Proposal #3337: expose Unicode and newline translation from System.IO

Simon Marlow marlowsd at
Fri Jul 3 04:23:48 EDT 2009

On 02/07/2009 23:04, Judah Jacobson wrote:
> On Tue, Jun 30, 2009 at 5:03 AM, Simon Marlow<marlowsd at>  wrote:
>> Ticket:
>> For the proposed new additions, see:
>>   *
>>    System.IO (Unicode encoding/decoding)
>>   *
>>    System.IO (Newline conversion)
>> Discussion period: 2 weeks (14 July).
> Three points:
> 1) It would be good to have an hGetEncoding function, so that we can
> temporarily set the encoding of a Handle like stdin without affecting
> the rest of the program.

Sure.  This might expose the fact that there's no instance Eq 
TextEncoding, though - I can imagine someone wanting to know whether 
localeEncoding is UTF-8 or not.  Perhaps there should also be

   textEncodingName :: TextEncoding -> String

the idea being that if you pass the String back to mkTextEncoding you 
get the same encoding.  But what about normalisation issues, e.g. 
"UTF-8" vs. "UTF8"?

> 2) It looks like your API always throws an error on invalid input; it
> would be great if there were some way to customize this behavior.
> Nothing complicated, maybe just an enum which specifies one of the
> following behaviors:
> - throw an error
> - ignore (i.e., drop) invalid bytes/Chars
> - replace undecodable bytes with u+FFFD and unencodable Chars with '?'


> My preference for the API change would be to add a function in
> GHC.IO.Encoding.Iconv; for example,
> mkTextEncodingError :: String ->  ErrorHandling ->  IO TextEncoding

So you're suggesting that we implement this only for iconv?  That would 
be easy enough, but then it wouldn't be available on Windows.  Another 
way would be to implement it at the Handle level, by catching 
encoding/decoding errors from the codec and applying the appropriate 
workaround.  This is a lot more work, of course.

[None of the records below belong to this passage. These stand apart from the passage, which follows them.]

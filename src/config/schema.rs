//! Configuration schema definitions.
//!
//! All types derive Serde traits for deserialization from config files,
//! and every field has a default so an empty file is a valid config.

use std::path::PathBuf;

use serde::{Deserialize, Serialize};

/// Root configuration for diagnostics.
#[derive(Debug, Clone, Deserialize, Serialize, Default, PartialEq, Eq)]
#[serde(default)]
pub struct DiagnosticsConfig {
    /// Logger and tracing subscriber settings.
    pub logging: LoggingConfig,

    /// Process metadata overrides.
    pub process: ProcessConfig,
}

/// Logging configuration.
#[derive(Debug, Clone, Deserialize, Serialize, PartialEq, Eq)]
#[serde(default)]
pub struct LoggingConfig {
    /// Tracing filter directives (e.g., "info,host_diag=debug").
    /// `RUST_LOG` takes precedence when set.
    pub filter: String,

    /// Output format of the tracing subscriber.
    pub format: LogFormat,

    /// What to do with DEBUG records once debug is known to be off.
    pub disabled_debug: DisabledDebugPolicy,
}

impl Default for LoggingConfig {
    fn default() -> Self {
        Self {
            filter: "info".to_string(),
            format: LogFormat::Pretty,
            disabled_debug: DisabledDebugPolicy::Suppress,
        }
    }
}

/// Tracing output format.
#[derive(Debug, Clone, Copy, Deserialize, Serialize, PartialEq, Eq, Default)]
#[serde(rename_all = "lowercase")]
pub enum LogFormat {
    /// Human readable, for development.
    #[default]
    Pretty,
    /// One JSON object per line, for production.
    Json,
}

/// Handling of DEBUG records when the backend said debug is off, or while
/// the flag is being resolved.
///
/// Records logged before the backend is ready are always downgraded to INFO.
#[derive(Debug, Clone, Copy, Deserialize, Serialize, PartialEq, Eq, Default)]
#[serde(rename_all = "lowercase")]
pub enum DisabledDebugPolicy {
    /// Drop the record.
    #[default]
    Suppress,
    /// Write it at INFO.
    Downgrade,
}

/// Process metadata configuration.
#[derive(Debug, Clone, Deserialize, Serialize, Default, PartialEq, Eq)]
#[serde(default)]
pub struct ProcessConfig {
    /// Private data directory of the process (e.g., "/data/user/0/com.example.app").
    pub data_dir: Option<PathBuf>,
}
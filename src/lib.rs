//! Host diagnostics: leveled logging gated by a lazily resolved debug flag,
//! and owner-user detection from process metadata.

pub mod backend;
pub mod config;
pub mod logging;
pub mod observability;
pub mod resolver;
pub mod service;

pub use config::DiagnosticsConfig;
pub use logging::{Level, Logger};
pub use service::{module_info, Diagnostics};
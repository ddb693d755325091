#[tokio::main]
async fn main() -> anyhow::Result<()> {
    tracing_subscriber::fmt().init();
    let config = taskboard::config::Config::from_env()?;
    taskboard::web::start_web_server(config).await
}
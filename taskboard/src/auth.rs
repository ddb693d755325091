//! Identity of the user that owns the board.
//!
//! Authentication itself happens elsewhere; the board only asks who the current user is so
//! that created tasks and projects can be stamped with an owner.

use async_trait::async_trait;
use serde::{Deserialize, Serialize};
use thiserror::Error;

use crate::config::Config;

/// The signed-in user.
#[derive(Debug, Clone, PartialEq, Eq, Serialize, Deserialize)]
pub struct User {
    pub id: String,
    pub email: String,
    #[serde(default)]
    pub display_name: Option<String>,
}

#[derive(Error, Debug)]
pub enum Error {
    #[error("No user is signed in")]
    Unauthenticated,
}

/// Source of the current user's identity.
#[cfg_attr(test, mockall::automock)]
#[async_trait]
pub trait Identity: Send + Sync {
    /// Returns the current user, or fails if nobody is signed in.
    async fn me(&self) -> Result<User, Error>;
}

/// Identity taken from the server configuration.
#[derive(Debug, Clone, Default)]
pub struct ConfiguredIdentity {
    user: Option<User>,
}

impl ConfiguredIdentity {
    pub fn new(user: Option<User>) -> Self {
        Self { user }
    }

    /// Builds the identity from `user_id`, `user_email` and `user_display_name`.
    ///
    /// Without a user id nobody is signed in.
    pub fn from_config(config: &Config) -> Self {
        let user = config.user_id.as_ref().map(|id| User {
            id: id.clone(),
            email: config.user_email.clone().unwrap_or_default(),
            display_name: config.user_display_name.clone(),
        });
        Self::new(user)
    }
}

#[async_trait]
impl Identity for ConfiguredIdentity {
    async fn me(&self) -> Result<User, Error> {
        self.user.clone().ok_or(Error::Unauthenticated)
    }
}
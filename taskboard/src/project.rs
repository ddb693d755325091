//! User-defined groupings of tasks.

use crate::store::Record;
use crate::timestamp;
use chrono::{DateTime, Utc};
use serde::{Deserialize, Deserializer, Serialize};

/// Colors a project can be given, in the order the project dialog offers them.
pub const PALETTE: [&str; 10] = [
    "#ef4444", // red
    "#f97316", // orange
    "#eab308", // yellow
    "#22c55e", // green
    "#06b6d4", // cyan
    "#3b82f6", // blue
    "#8b5cf6", // violet
    "#ec4899", // pink
    "#64748b", // slate
    "#6b7280", // gray
];

/// Color used when none is chosen, matching the storage default.
pub const DEFAULT_COLOR: &str = "#3b82f6";

#[derive(Debug, Clone, PartialEq, Eq, Serialize, Deserialize)]
pub struct Project {
    pub id: String,
    pub name: String,
    #[serde(default = "default_color", deserialize_with = "color_or_default")]
    pub color: String,
    pub user_id: String,
    #[serde(with = "timestamp")]
    pub created_at: DateTime<Utc>,
}

impl Project {
    pub(crate) fn create(input: ProjectInput, user_id: &str, now: DateTime<Utc>) -> Self {
        Self {
            id: uuid::Uuid::new_v4().to_string(),
            name: input.name,
            color: input.color.unwrap_or_else(default_color),
            user_id: user_id.to_string(),
            created_at: now,
        }
    }

    pub fn to_record(&self) -> Result<Record, serde_json::Error> {
        match serde_json::to_value(self)? {
            serde_json::Value::Object(record) => Ok(record),
            other => Err(serde::ser::Error::custom(format!(
                "project serialized to a non-object value: {other}"
            ))),
        }
    }

    pub fn from_record(record: Record) -> Result<Self, serde_json::Error> {
        serde_json::from_value(serde_json::Value::Object(record))
    }
}

/// Fields submitted by the project dialog.
#[derive(Debug, Clone, Default, PartialEq, Eq, Serialize, Deserialize)]
pub struct ProjectInput {
    pub name: String,
    #[serde(default)]
    pub color: Option<String>,
}

impl ProjectInput {
    pub fn new(name: impl Into<String>) -> Self {
        Self {
            name: name.into(),
            color: None,
        }
    }

    pub fn color(mut self, color: impl Into<String>) -> Self {
        self.color = Some(color.into());
        self
    }

    /// Trims the name and lower-cases the color so it can be matched against [`PALETTE`].
    pub fn normalized(self) -> Self {
        Self {
            name: self.name.trim().to_string(),
            color: self
                .color
                .map(|color| color.trim().to_ascii_lowercase())
                .filter(|color| !color.is_empty()),
        }
    }

    /// Whether the chosen color, if any, belongs to the palette.
    pub fn has_palette_color(&self) -> bool {
        self.color
            .as_deref()
            .is_none_or(|color| PALETTE.contains(&color))
    }
}

fn default_color() -> String {
    DEFAULT_COLOR.to_string()
}

fn color_or_default<'de, D>(deserializer: D) -> Result<String, D::Error>
where
    D: Deserializer<'de>,
{
    Ok(Option::<String>::deserialize(deserializer)?
        .filter(|color| !color.is_empty())
        .unwrap_or_else(default_color))
}
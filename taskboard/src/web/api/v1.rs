use std::collections::BTreeMap;
use std::sync::Arc;

use axum::{
    Router,
    extract::{Path, State},
    http::StatusCode,
    response::Json,
    routing::{get, post, put},
};
use chrono::{DateTime, Local, TimeZone};
use serde::{Deserialize, Serialize};
use utoipa::ToSchema;

use crate::project::{Project, ProjectInput};
use crate::repository::{self, Repository};
use crate::task::{Priority, Task, TaskInput};
use crate::timestamp;
use crate::view::{DueStatus, TaskCounts, View, ViewModel, describe_due};

/// JSON body returned when a request fails.
#[derive(Debug, Serialize, Deserialize, ToSchema)]
pub struct ServerErrorResponse {
    /// Notice to show the user
    error: String,
}

impl ServerErrorResponse {
    pub fn new(error: String) -> Self {
        Self { error }
    }

    pub fn error(&self) -> &str {
        &self.error
    }
}

type ApiError = (StatusCode, Json<ServerErrorResponse>);

fn api_error(status: StatusCode, message: impl Into<String>) -> ApiError {
    (status, Json(ServerErrorResponse::new(message.into())))
}

/// Maps a repository failure to a response, using `notice` when the data store was at fault.
fn repository_error(err: repository::Error, notice: &str) -> ApiError {
    match err {
        repository::Error::EmptyTitle
        | repository::Error::EmptyName
        | repository::Error::UnknownColor(_) => {
            api_error(StatusCode::UNPROCESSABLE_ENTITY, err.to_string())
        }
        repository::Error::Unauthenticated => api_error(StatusCode::UNAUTHORIZED, err.to_string()),
        repository::Error::Malformed(_) | repository::Error::Store(_) => {
            tracing::error!("{}: {}", notice, err);
            api_error(StatusCode::INTERNAL_SERVER_ERROR, notice)
        }
    }
}

fn task_not_found(id: &str) -> ApiError {
    api_error(StatusCode::NOT_FOUND, format!("Task '{id}' not found"))
}

/// Short rendering of a due date.
#[derive(Debug, Serialize, Deserialize, ToSchema)]
pub struct DueJson {
    /// "Today", "Tomorrow" or a short date such as "Jun 20"
    label: String,
    /// One of `overdue`, `today` or `later`
    status: String,
}

/// JSON representation of a task.
#[derive(Debug, Serialize, Deserialize, ToSchema)]
pub struct TaskJson {
    id: String,
    title: String,
    description: Option<String>,
    completed: bool,
    /// One of `low`, `medium`, `high` or `urgent`
    priority: String,
    /// RFC 3339 timestamp
    due_date: Option<String>,
    /// Project id, `inbox` for unassigned tasks
    project_id: String,
    user_id: String,
    created_at: String,
    updated_at: String,
    due: Option<DueJson>,
}

impl TaskJson {
    fn new<Tz: TimeZone>(task: Task, now: &DateTime<Tz>) -> Self {
        let due = describe_due(&task, now).map(|summary| DueJson {
            label: summary.label,
            status: match summary.status {
                DueStatus::Overdue => "overdue",
                DueStatus::Today => "today",
                DueStatus::Later => "later",
            }
            .to_string(),
        });
        Self {
            id: task.id,
            title: task.title,
            description: task.description,
            completed: task.completed,
            priority: task.priority.as_str().to_string(),
            due_date: task.due_date.as_ref().map(timestamp::format),
            project_id: task.project_id,
            user_id: task.user_id,
            created_at: timestamp::format(&task.created_at),
            updated_at: timestamp::format(&task.updated_at),
            due,
        }
    }
}

/// JSON representation of a project.
#[derive(Debug, Serialize, Deserialize, ToSchema)]
pub struct ProjectJson {
    id: String,
    name: String,
    color: String,
    user_id: String,
    created_at: String,
}

impl From<Project> for ProjectJson {
    fn from(project: Project) -> Self {
        Self {
            id: project.id,
            name: project.name,
            color: project.color,
            user_id: project.user_id,
            created_at: timestamp::format(&project.created_at),
        }
    }
}

fn counts_json(counts: &TaskCounts) -> BTreeMap<String, usize> {
    counts
        .iter()
        .map(|(id, count)| (id.to_string(), count))
        .collect()
}

/// A rendered view: its tasks plus everything the sidebar shows.
#[derive(Debug, Serialize, Deserialize, ToSchema)]
pub struct ViewJson {
    view: String,
    title: String,
    description: Option<String>,
    tasks: Vec<TaskJson>,
    projects: Vec<ProjectJson>,
    /// Number of tasks per view id
    task_counts: BTreeMap<String, usize>,
}

impl ViewJson {
    fn new<Tz: TimeZone>(model: ViewModel, now: &DateTime<Tz>) -> Self {
        Self {
            view: model.view,
            title: model.title,
            description: model.description.map(str::to_string),
            tasks: model
                .tasks
                .into_iter()
                .map(|task| TaskJson::new(task, now))
                .collect(),
            projects: model.projects.into_iter().map(ProjectJson::from).collect(),
            task_counts: counts_json(&model.task_counts),
        }
    }
}

#[derive(Debug, Serialize, Deserialize, ToSchema)]
pub struct CountsResponse {
    task_counts: BTreeMap<String, usize>,
}

#[derive(Debug, Serialize, Deserialize, ToSchema)]
pub struct ProjectsResponse {
    projects: Vec<ProjectJson>,
    count: usize,
}

/// Fields submitted by the task dialog.
#[derive(Debug, Serialize, Deserialize, ToSchema)]
pub struct TaskInputJson {
    title: String,
    #[serde(default)]
    description: Option<String>,
    /// One of `low`, `medium`, `high` or `urgent`; defaults to `medium`
    #[serde(default)]
    priority: Option<String>,
    /// Date or timestamp; empty means no due date
    #[serde(default)]
    due_date: Option<String>,
    /// Project id; empty means the inbox
    #[serde(default)]
    project_id: Option<String>,
    #[serde(default)]
    completed: Option<bool>,
}

impl TryFrom<TaskInputJson> for TaskInput {
    type Error = String;

    fn try_from(json: TaskInputJson) -> Result<Self, Self::Error> {
        let priority = match json.priority.as_deref().map(str::trim) {
            None | Some("") => Priority::default(),
            Some(priority) => priority.parse()?,
        };
        let due_date = match json.due_date.as_deref().map(str::trim) {
            None | Some("") => None,
            Some(due_date) => Some(
                timestamp::parse(due_date)
                    .ok_or_else(|| format!("invalid due date '{due_date}'"))?,
            ),
        };
        Ok(TaskInput {
            title: json.title,
            description: json.description,
            priority,
            due_date,
            project_id: json.project_id,
            completed: json.completed,
        })
    }
}

/// Fields submitted by the project dialog.
#[derive(Debug, Serialize, Deserialize, ToSchema)]
pub struct ProjectInputJson {
    name: String,
    /// One of the palette colors; defaults to blue
    #[serde(default)]
    color: Option<String>,
}

impl From<ProjectInputJson> for ProjectInput {
    fn from(json: ProjectInputJson) -> Self {
        ProjectInput {
            name: json.name,
            color: json.color,
        }
    }
}

#[derive(Debug, Serialize, Deserialize, ToSchema)]
pub struct TaskResponse {
    /// Notice to show the user
    message: String,
    task: TaskJson,
}

#[derive(Debug, Serialize, Deserialize, ToSchema)]
pub struct ProjectResponse {
    /// Notice to show the user
    message: String,
    project: ProjectJson,
}

#[derive(Debug, Serialize, Deserialize, ToSchema)]
pub struct MessageResponse {
    /// Notice to show the user
    message: String,
}

/// Handler for GET /api/v1/views/{view} - Returns the tasks of one view.
#[tracing::instrument(skip(repository))]
#[utoipa::path(
    get,
    path = "/api/v1/views/{view}",
    params(
        ("view" = String, Path, description = "inbox, today, upcoming, completed or a project id")
    ),
    responses(
        (status = 200, description = "Successfully rendered view", body = ViewJson)
    ),
    tag = "Views"
)]
pub async fn get_view_handler(
    State(repository): State<Arc<Repository>>,
    Path(view): Path<String>,
) -> Json<ViewJson> {
    let now = Local::now();
    let model = repository.view(&View::from(view), &now).await;
    Json(ViewJson::new(model, &now))
}

/// Handler for GET /api/v1/counts - Returns the sidebar counts.
#[tracing::instrument(skip(repository))]
#[utoipa::path(
    get,
    path = "/api/v1/counts",
    responses(
        (status = 200, description = "Successfully computed counts", body = CountsResponse)
    ),
    tag = "Views"
)]
pub async fn get_counts_handler(
    State(repository): State<Arc<Repository>>,
) -> Json<CountsResponse> {
    let counts = repository.counts(&Local::now()).await;
    Json(CountsResponse {
        task_counts: counts_json(&counts),
    })
}

/// Handler for GET /api/v1/projects - Returns all projects, oldest first.
#[tracing::instrument(skip(repository))]
#[utoipa::path(
    get,
    path = "/api/v1/projects",
    responses(
        (status = 200, description = "Successfully retrieved projects", body = ProjectsResponse)
    ),
    tag = "Projects"
)]
pub async fn get_projects_handler(
    State(repository): State<Arc<Repository>>,
) -> Json<ProjectsResponse> {
    let projects: Vec<ProjectJson> = repository
        .projects()
        .await
        .into_iter()
        .map(ProjectJson::from)
        .collect();
    let count = projects.len();
    Json(ProjectsResponse { projects, count })
}

/// Handler for POST /api/v1/projects - Creates a project.
#[tracing::instrument(skip(repository))]
#[utoipa::path(
    post,
    path = "/api/v1/projects",
    request_body = ProjectInputJson,
    responses(
        (status = 201, description = "Project created", body = ProjectResponse),
        (status = 401, description = "Nobody is signed in", body = ServerErrorResponse),
        (status = 422, description = "Invalid project", body = ServerErrorResponse),
        (status = 500, description = "Internal server error", body = ServerErrorResponse)
    ),
    tag = "Projects"
)]
pub async fn create_project_handler(
    State(repository): State<Arc<Repository>>,
    Json(payload): Json<ProjectInputJson>,
) -> Result<(StatusCode, Json<ProjectResponse>), ApiError> {
    let project = repository
        .create_project(payload.into())
        .await
        .map_err(|err| repository_error(err, "Failed to create project"))?;

    Ok((
        StatusCode::CREATED,
        Json(ProjectResponse {
            message: "Project created!".to_string(),
            project: project.into(),
        }),
    ))
}

/// Handler for POST /api/v1/tasks - Creates a task.
#[tracing::instrument(skip(repository))]
#[utoipa::path(
    post,
    path = "/api/v1/tasks",
    request_body = TaskInputJson,
    responses(
        (status = 201, description = "Task created", body = TaskResponse),
        (status = 401, description = "Nobody is signed in", body = ServerErrorResponse),
        (status = 422, description = "Invalid task", body = ServerErrorResponse),
        (status = 500, description = "Internal server error", body = ServerErrorResponse)
    ),
    tag = "Tasks"
)]
pub async fn create_task_handler(
    State(repository): State<Arc<Repository>>,
    Json(payload): Json<TaskInputJson>,
) -> Result<(StatusCode, Json<TaskResponse>), ApiError> {
    let input = TaskInput::try_from(payload)
        .map_err(|err| api_error(StatusCode::UNPROCESSABLE_ENTITY, err))?;
    let task = repository
        .create_task(input)
        .await
        .map_err(|err| repository_error(err, "Failed to save task"))?;

    Ok((
        StatusCode::CREATED,
        Json(TaskResponse {
            message: "Task added!".to_string(),
            task: TaskJson::new(task, &Local::now()),
        }),
    ))
}

/// Handler for PUT /api/v1/tasks/{id} - Replaces the editable fields of a task.
#[tracing::instrument(skip(repository))]
#[utoipa::path(
    put,
    path = "/api/v1/tasks/{id}",
    params(
        ("id" = String, Path, description = "Task id")
    ),
    request_body = TaskInputJson,
    responses(
        (status = 200, description = "Task updated", body = TaskResponse),
        (status = 404, description = "No such task", body = ServerErrorResponse),
        (status = 422, description = "Invalid task", body = ServerErrorResponse),
        (status = 500, description = "Internal server error", body = ServerErrorResponse)
    ),
    tag = "Tasks"
)]
pub async fn update_task_handler(
    State(repository): State<Arc<Repository>>,
    Path(id): Path<String>,
    Json(payload): Json<TaskInputJson>,
) -> Result<Json<TaskResponse>, ApiError> {
    let patch = TaskInput::try_from(payload)
        .map_err(|err| api_error(StatusCode::UNPROCESSABLE_ENTITY, err))?;
    let task = repository
        .update_task(&id, patch)
        .await
        .map_err(|err| repository_error(err, "Failed to update task"))?
        .ok_or_else(|| task_not_found(&id))?;

    Ok(Json(TaskResponse {
        message: "Task updated!".to_string(),
        task: TaskJson::new(task, &Local::now()),
    }))
}

/// Handler for POST /api/v1/tasks/{id}/toggle - Flips the completion state of a task.
#[tracing::instrument(skip(repository))]
#[utoipa::path(
    post,
    path = "/api/v1/tasks/{id}/toggle",
    params(
        ("id" = String, Path, description = "Task id")
    ),
    responses(
        (status = 200, description = "Task toggled", body = TaskResponse),
        (status = 404, description = "No such task", body = ServerErrorResponse),
        (status = 500, description = "Internal server error", body = ServerErrorResponse)
    ),
    tag = "Tasks"
)]
pub async fn toggle_task_handler(
    State(repository): State<Arc<Repository>>,
    Path(id): Path<String>,
) -> Result<Json<TaskResponse>, ApiError> {
    let task = repository
        .toggle_task(&id)
        .await
        .map_err(|err| repository_error(err, "Failed to update task"))?
        .ok_or_else(|| task_not_found(&id))?;

    let message = if task.completed {
        "Task completed!"
    } else {
        "Task reopened!"
    };
    Ok(Json(TaskResponse {
        message: message.to_string(),
        task: TaskJson::new(task, &Local::now()),
    }))
}

/// Handler for DELETE /api/v1/tasks/{id} - Deletes a task.
#[tracing::instrument(skip(repository))]
#[utoipa::path(
    delete,
    path = "/api/v1/tasks/{id}",
    params(
        ("id" = String, Path, description = "Task id")
    ),
    responses(
        (status = 200, description = "Task deleted", body = MessageResponse),
        (status = 404, description = "No such task", body = ServerErrorResponse),
        (status = 500, description = "Internal server error", body = ServerErrorResponse)
    ),
    tag = "Tasks"
)]
pub async fn delete_task_handler(
    State(repository): State<Arc<Repository>>,
    Path(id): Path<String>,
) -> Result<Json<MessageResponse>, ApiError> {
    let deleted = repository
        .delete_task(&id)
        .await
        .map_err(|err| repository_error(err, "Failed to delete task"))?;
    if !deleted {
        return Err(task_not_found(&id));
    }

    Ok(Json(MessageResponse {
        message: "Task deleted!".to_string(),
    }))
}

/// Creates and returns the task board API router.
pub fn create_api_router(repository: Arc<Repository>) -> Router {
    Router::new()
        .route("/views/{view}", get(get_view_handler))
        .route("/counts", get(get_counts_handler))
        .route(
            "/projects",
            get(get_projects_handler).post(create_project_handler),
        )
        .route("/tasks", post(create_task_handler))
        .route(
            "/tasks/{id}",
            put(update_task_handler).delete(delete_task_handler),
        )
        .route("/tasks/{id}/toggle", post(toggle_task_handler))
        .with_state(repository)
}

> since this is similar to how GHC.IO.Encoding.Latin1 allows error
> handling by providing latin1 and  latin1_checked as separate encoders.
> Any more complicated behavior is probably best handled by something
> like the text package.
> 3) How hard would it be to get Windows code page support working?  I'd
> like that a lot since it would further simplify the code in Haskeline.
>   I can help out with the implementation if it's just a question of
> time.

Ok, so I did look into this.  The problem is that the 
MultiByteToWideChar API just isn't good enough.

  1. It only converts to UTF-16.  So I can handle this by using UTF-16
     as our internal representation instead of UTF-32, and indeed I
     have made all the changes for this - there is a #define in the
     the library.  I found it slower than UTF-32, however.

  2. If there's a decoding error, you don't get to find out where
     in the input the error occurred, or do a partial conversion.

  3. If there isn't enough room in the target buffer, you don't get
     to do a partial conversion.

  4. Detecting errors is apparently only supported on Win XP and
     later (MB_ERR_INVALID_CHARS), and for some code pages it
     isn't supported at all.

2 and 3 are the real show-stoppers.  Duncan Coutts found this code from 
AT&T UWIN that implements iconv in terms of MultiByteToWideChar:

notice how it uses a binary search strategy to solve the 3rd problem 
above.  Yuck!  This would be the common case if we used this code in the 
IO library.  This is why I wrote our own UTF-{8,16,32} codecs for GHC 
(borrowing some code from the text package).

BTW, Python uses its own automatically-generated codecs for Windows 
codepages.  Maybe we should do that too.